In the 1980s, the vast divide between books and rock music couldn’t have been wider. I suspect pop culture was seen as a threat to the vaunted world of books, the barbarians at the gate of The Important Stuff. David Lee Roth had a thousand times more influence on the kids of my era than Holden Caulfield, much less Natty Bumpo, and this no doubt pissed off some people with elbow patches on their suit coats. I of course loved that it pissed them off.

Still, when I turned eighteen and took my first lit class in college, I fell in love with A Clockwork Orange, 1984, Slaughterhouse-Five. These seemed more rock and roll to me than rock and roll, so much so I regretted not having started my fiction life earlier. Had Sean Beaudoin’s Wise Young Fool existed back then, it might have meant an entirely different launching point for my book life.

I’m a big fan of Beaudoin’s work at the websites like The Weeklings, and his first foray into the rock novel seemed the perfect time to jump into his longer efforts. Much of Beaudoin’s verbal talent is in full force in this novel. Here, the author renders the hottest girl in protagonist Ritchie Sudden’s high school class, Ravenna Woods:

So why does she make every dude in the school apoplectic?

Why does she walk around lobbing a toaster into the collective bath tub?

Hey, let’s not pretend.

It’s her body.

There is simply no ignoring its heft and criminal perk. It’s a monument of taut Austrian hydraulics. If she were flat or fat she’d still be pretty, but no linebackers would be cutting practice trying to get to know her better. Without the badonkadonk and sheik-money strut, guys would hardly be killing themselves to score her fake digits anymore.
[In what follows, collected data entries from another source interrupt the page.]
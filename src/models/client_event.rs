//! Diesel models for the client audit trail.

use chrono::NaiveDateTime;
use diesel::prelude::*;

use crate::domain::client_event::{
    ClientEvent as DomainClientEvent, NewClientEvent as DomainNewClientEvent,
};
use crate::domain::types::{AdminId, ClientEventId, ClientId, TypeConstraintError};
use crate::models::admin::Admin;
use crate::models::client::Client;

#[derive(Debug, Clone, Identifiable, Queryable, Selectable, Associations)]
#[diesel(belongs_to(Client, foreign_key = client_id))]
#[diesel(belongs_to(Admin, foreign_key = admin_id))]
#[diesel(table_name = crate::schema::client_events)]
pub struct ClientEvent {
    pub id: i32,
    pub client_id: i32,
    pub admin_id: i32,
    pub event_type: String,
    pub event_data: String, // JSON text
    pub created_at: NaiveDateTime,
}

#[derive(Insertable)]
#[diesel(table_name = crate::schema::client_events)]
pub struct NewClientEvent {
    pub client_id: i32,
    pub admin_id: i32,
    pub event_type: String,
    pub event_data: String,
    pub created_at: NaiveDateTime,
}

impl TryFrom<ClientEvent> for DomainClientEvent {
    type Error = TypeConstraintError;

    fn try_from(event: ClientEvent) -> Result<Self, Self::Error> {
        let event_data = serde_json::from_str(&event.event_data).unwrap_or_default();

        Ok(Self {
            id: ClientEventId::try_from(event.id)?,
            client_id: ClientId::try_from(event.client_id)?,
            admin_id: AdminId::try_from(event.admin_id)?,
            event_type: event.event_type.into(),
            event_data,
            created_at: event.created_at,
        })
    }
}

impl<'a> From<&'a DomainNewClientEvent> for NewClientEvent {
    fn from(event: &'a DomainNewClientEvent) -> Self {
        Self {
            client_id: event.client_id.get(),
            admin_id: event.admin_id.get(),
            event_type: event.event_type.to_string(),
            event_data: event.event_data.to_string(),
            created_at: event.created_at,
        }
    }
}

#[cfg(test)]
mod tests {
    use chrono::Utc;
    use serde_json::json;

    use super::*;
    use crate::domain::client_event::ClientEventType;

    #[test]
    fn new_event_serializes_payload() {
        let domain = DomainNewClientEvent::return_stage_changed(
            ClientId::new(1).expect("valid id"),
            AdminId::new(2).expect("valid id"),
            None,
            "filing",
        );
        let new = NewClientEvent::from(&domain);
        assert_eq!(new.event_type, "StageChanged");
        let payload: serde_json::Value =
            serde_json::from_str(&new.event_data).expect("valid json");
        assert_eq!(payload, json!({ "from": null, "to": "filing" }));
    }

    #[test]
    fn malformed_payload_reads_as_null() {
        let db = ClientEvent {
            id: 1,
            client_id: 1,
            admin_id: 1,
            event_type: "Archived".to_string(),
            event_data: "not json".to_string(),
            created_at: Utc::now().naive_utc(),
        };
        let domain = DomainClientEvent::try_from(db).expect("valid event");
        assert_eq!(domain.event_type, ClientEventType::Archived);
        assert!(domain.event_data.is_null());
    }
}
You’ve got to figure that level of constant objectification and wheedling hypocrisy would make a girl bitter.

And you’d be right.

Ravenna’s caught two hundred meters below the reef, unwanted sexual pressure crushing her lungs, sharks below and the bends above, nowhere to go but farther inside herself.

Any reader of Wise Young Fool will have no trouble finding such acrobatics, the next tumble of tropes never far from the last, creating a distinctly Beaudoinian joy ride.

The plight of Ritchie Sudden from discontented high schooler to rock hero to juvenile detention attendee is the raison d’etre of WYF, and Ritchie’s frustration is palpable throughout—his unresolved feelings over his sister’s death; his too-busy, too-lesbian mother; his absent father; his disgust with the folks in his class. Most effective are the times Beaudoin touches on the very human teenager behind the wise ass, like when a high school student almost chokes to death in front of Ritchie in the cafeteria.

“Call the nurse,” Lacy says.

“Yeah,” Meb says.

“Right,” I say, but for some reason don’t move. I don’t take charge. I don’t leap to action. I don’t leap at all.

I just sit.

Scared.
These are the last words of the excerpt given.